Der Anfangs-pH-Wert fiel nach Reaktionsbeginn auf Grund der Aktivierung des eingesetzten Chlorhydrins zum Epoxid unter gleichzeitiger Bildung von Chlorwasserstoff innerhalb kurzer Zeit auf pH 11 und wurde durch kontinuierliche Zugabe von 4 N Natronlauge auf den jeweils gewünschten pH-Wert von 11 bis 12 eingestellt. Die Bildung des aktiven Reagenzes (d. h. des Epoxides) - und damit auch der Reaktionsverlauf - konnte leicht anhand des Verbrauchs an Natronlauge verfolgt werden. Der Reaktionsverlauf unter Bildung von schwach bis mittelstark anionisch modifizierten Enzymderivaten (d. h. bei Umsetzungen mit bis zu 5 Gew.-% Reagenz bezogen auf eingesetztes Enzym) konnte auch analog zu Beispiel 1 mittels Kationenaustauschchromatographie (Ultropak TSK-2-CM 250×4,6 mm, pH=6) verfolgt werden. Durch höhere Reagenzkonzentrationen von 5 bis 10 Gew.-% (bezogen auf das eingesetzte Enzym) war es möglich, die eingesetzte hochalkalische Protease aus Bacillus alcalophilus auch mehrfach zu modifizieren (d. h. die Zahl der in ein Proteasemolekül, eingeführten Substituenten war<1).

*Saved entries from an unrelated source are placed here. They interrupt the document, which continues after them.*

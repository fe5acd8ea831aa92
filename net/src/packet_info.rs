// SPDX-License-Identifier: Apache-2.0
// Copyright SoftFlow Authors

//! The flat, typed view of a dissected frame.

use std::net::{Ipv4Addr, Ipv6Addr};

use bitflags::bitflags;

bitflags! {
    /// Layers recognised in a frame. A field in [`PacketInfo`] is only
    /// meaningful when the layer that carries it is present here.
    #[derive(Debug, Clone, Copy, PartialEq, Eq, Default)]
    pub struct Format: u32 {
        const ETH_DIX = 1 << 0;
        const ETH_8023_RAW = 1 << 1;
        const ETH_8023_LLC = 1 << 2;
        const ETH_8023_SNAP = 1 << 3;
        const ETH_8021Q = 1 << 4;
        const MPLS = 1 << 5;
        const PBB = 1 << 6;
        const NW_IPV4 = 1 << 8;
        const NW_ICMPV4 = 1 << 9;
        const NW_IPV6 = 1 << 10;
        const NW_ICMPV6 = 1 << 11;
        const NW_ARP = 1 << 12;
        const NW_IGMP = 1 << 13;
        const NW_LLDP = 1 << 14;
        const TP_TCP = 1 << 16;
        const TP_UDP = 1 << 17;
        const TP_ETHERIP = 1 << 18;
        const TP_SCTP = 1 << 19;
    }
}

/// Byte range of a layer inside the frame: header start, payload start,
/// payload length. Offsets index into the original frame.
#[derive(Debug, Clone, Copy, Default, PartialEq, Eq)]
pub struct LayerSpan {
    pub header: usize,
    pub payload: usize,
    pub payload_length: usize,
}

/// Parsed view of a frame. Produced by [`crate::parse_packet`]; the
/// frame itself is never mutated.
#[derive(Debug, Clone, PartialEq, Eq)]
pub struct PacketInfo {
    pub format: Format,

    pub eth_macda: [u8; 6],
    pub eth_macsa: [u8; 6],
    pub eth_type: u16,

    /// Outermost VLAN tag only; nested tags are skipped over.
    pub vlan_tci: u16,
    pub vlan_tpid: u16,
    pub vlan_prio: u8,
    pub vlan_cfi: u8,
    pub vlan_vid: u16,

    pub snap_llc: [u8; 3],
    pub snap_oui: [u8; 3],
    pub snap_type: u16,

    pub arp_ar_hrd: u16,
    pub arp_ar_pro: u16,
    pub arp_ar_hln: u8,
    pub arp_ar_pln: u8,
    pub arp_ar_op: u16,
    pub arp_sha: [u8; 6],
    pub arp_spa: Ipv4Addr,
    pub arp_tha: [u8; 6],
    pub arp_tpa: Ipv4Addr,

    /// L3-agnostic copies filled from whichever IP version was seen.
    pub ip_proto: u8,
    pub ip_dscp: u8,
    pub ip_ecn: u8,

    pub ipv4_version: u8,
    pub ipv4_ihl: u8,
    pub ipv4_tos: u8,
    pub ipv4_dscp: u8,
    pub ipv4_ecn: u8,
    pub ipv4_tot_len: u16,
    pub ipv4_id: u16,
    pub ipv4_frag_off: u16,
    pub ipv4_ttl: u8,
    pub ipv4_protocol: u8,
    pub ipv4_checksum: u16,
    pub ipv4_saddr: Ipv4Addr,
    pub ipv4_daddr: Ipv4Addr,

    pub ipv6_version: u8,
    pub ipv6_tc: u8,
    pub ipv6_dscp: u8,
    pub ipv6_ecn: u8,
    pub ipv6_flowlabel: u32,
    pub ipv6_plen: u16,
    pub ipv6_nexthdr: u8,
    pub ipv6_hoplimit: u8,
    pub ipv6_saddr: Ipv6Addr,
    pub ipv6_daddr: Ipv6Addr,
    /// Protocol after the extension chain.
    pub ipv6_protocol: u8,
    /// `OFPIEH_*` summary accumulated over the extension walk.
    pub ipv6_exthdr: u16,

    pub icmpv4_type: u8,
    pub icmpv4_code: u8,
    pub icmpv4_checksum: u16,
    pub icmpv4_id: u16,
    pub icmpv4_seq: u16,
    pub icmpv4_gateway: Ipv4Addr,

    pub igmp_type: u8,
    pub igmp_code: u8,
    pub igmp_checksum: u16,
    pub igmp_group: Ipv4Addr,

    pub tcp_src_port: u16,
    pub tcp_dst_port: u16,
    pub tcp_seq_no: u32,
    pub tcp_ack_no: u32,
    pub tcp_offset: u8,
    pub tcp_flags: u8,
    pub tcp_window: u16,
    pub tcp_checksum: u16,
    pub tcp_urgent: u16,

    pub udp_src_port: u16,
    pub udp_dst_port: u16,
    pub udp_len: u16,
    pub udp_checksum: u16,

    pub sctp_src_port: u16,
    pub sctp_dst_port: u16,

    pub etherip_version: u16,
    pub etherip_offset: u16,

    pub icmpv6_type: u8,
    pub icmpv6_code: u8,
    pub icmpv6_nd_target: Ipv6Addr,
    pub icmpv6_nd_ll_type: u8,
    pub icmpv6_nd_ll_length: u8,
    pub icmpv6_nd_sll: [u8; 6],
    pub icmpv6_nd_tll: [u8; 6],

    /// Outermost MPLS label word, already split.
    pub mpls_label: u32,
    pub mpls_tc: u8,
    pub mpls_bos: u8,

    pub pbb_isid: u32,

    pub l2: LayerSpan,
    pub l3: LayerSpan,
    pub l4: LayerSpan,
    pub l2_vlan_header: Option<usize>,
    pub l2_mpls_header: Option<usize>,
    pub l2_pbb_header: Option<usize>,
}

impl Default for PacketInfo {
    fn default() -> PacketInfo {
        PacketInfo {
            format: Format::empty(),
            eth_macda: [0; 6],
            eth_macsa: [0; 6],
            eth_type: 0,
            vlan_tci: 0,
            vlan_tpid: 0,
            vlan_prio: 0,
            vlan_cfi: 0,
            vlan_vid: 0,
            snap_llc: [0; 3],
            snap_oui: [0; 3],
            snap_type: 0,
            arp_ar_hrd: 0,
            arp_ar_pro: 0,
            arp_ar_hln: 0,
            arp_ar_pln: 0,
            arp_ar_op: 0,
            arp_sha: [0; 6],
            arp_spa: Ipv4Addr::UNSPECIFIED,
            arp_tha: [0; 6],
            arp_tpa: Ipv4Addr::UNSPECIFIED,
            ip_proto: 0,
            ip_dscp: 0,
            ip_ecn: 0,
            ipv4_version: 0,
            ipv4_ihl: 0,
            ipv4_tos: 0,
            ipv4_dscp: 0,
            ipv4_ecn: 0,
            ipv4_tot_len: 0,
            ipv4_id: 0,
            ipv4_frag_off: 0,
            ipv4_ttl: 0,
            ipv4_protocol: 0,
            ipv4_checksum: 0,
            ipv4_saddr: Ipv4Addr::UNSPECIFIED,
            ipv4_daddr: Ipv4Addr::UNSPECIFIED,
            ipv6_version: 0,
            ipv6_tc: 0,
            ipv6_dscp: 0,
            ipv6_ecn: 0,
            ipv6_flowlabel: 0,
            ipv6_plen: 0,
            ipv6_nexthdr: 0,
            ipv6_hoplimit: 0,
            ipv6_saddr: Ipv6Addr::UNSPECIFIED,
            ipv6_daddr: Ipv6Addr::UNSPECIFIED,
            ipv6_protocol: 0,
            ipv6_exthdr: 0,
            icmpv4_type: 0,
            icmpv4_code: 0,
            icmpv4_checksum: 0,
            icmpv4_id: 0,
            icmpv4_seq: 0,
            icmpv4_gateway: Ipv4Addr::UNSPECIFIED,
            igmp_type: 0,
            igmp_code: 0,
            igmp_checksum: 0,
            igmp_group: Ipv4Addr::UNSPECIFIED,
            tcp_src_port: 0,
            tcp_dst_port: 0,
            tcp_seq_no: 0,
            tcp_ack_no: 0,
            tcp_offset: 0,
            tcp_flags: 0,
            tcp_window: 0,
            tcp_checksum: 0,
            tcp_urgent: 0,
            udp_src_port: 0,
            udp_dst_port: 0,
            udp_len: 0,
            udp_checksum: 0,
            sctp_src_port: 0,
            sctp_dst_port: 0,
            etherip_version: 0,
            etherip_offset: 0,
            icmpv6_type: 0,
            icmpv6_code: 0,
            icmpv6_nd_target: Ipv6Addr::UNSPECIFIED,
            icmpv6_nd_ll_type: 0,
            icmpv6_nd_ll_length: 0,
            icmpv6_nd_sll: [0; 6],
            icmpv6_nd_tll: [0; 6],
            mpls_label: 0,
            mpls_tc: 0,
            mpls_bos: 0,
            pbb_isid: 0,
            l2: LayerSpan::default(),
            l3: LayerSpan::default(),
            l4: LayerSpan::default(),
            l2_vlan_header: None,
            l2_mpls_header: None,
            l2_pbb_header: None,
        }
    }
}

impl PacketInfo {
    #[must_use]
    pub fn has(&self, layers: Format) -> bool {
        self.format.contains(layers)
    }

    /// Whether the frame carried (at least one) 802.1Q tag.
    #[must_use]
    pub fn is_vlan_tagged(&self) -> bool {
        self.has(Format::ETH_8021Q)
    }

    #[must_use]
    pub fn is_pbb(&self) -> bool {
        self.has(Format::PBB)
    }

    #[must_use]
    pub fn is_ip(&self) -> bool {
        self.format.intersects(Format::NW_IPV4 | Format::NW_IPV6)
    }
}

Zur Beendigung der Reaktion wurde das jeweilige Reaktionsgemisch auf 20°C abgekühlt und mit wäßriger 20gew.-%iger Zitronensäure auf pH 7 neutralisiert.
Die Isolierung/Aufkonzentrierung der chemisch modifizierten Proteasen erfolgte nach an sich für die Isolierung von Enzymen bekannten Methoden, wie Ionenaustauschchromatographie.
Hierbei wurden je nach den eingestellten Bedingungen wasserlösliche, chemisch modifizierte Enzymderivate mit mittelstarkem bis starkem Modifizierungsgrad erhalten.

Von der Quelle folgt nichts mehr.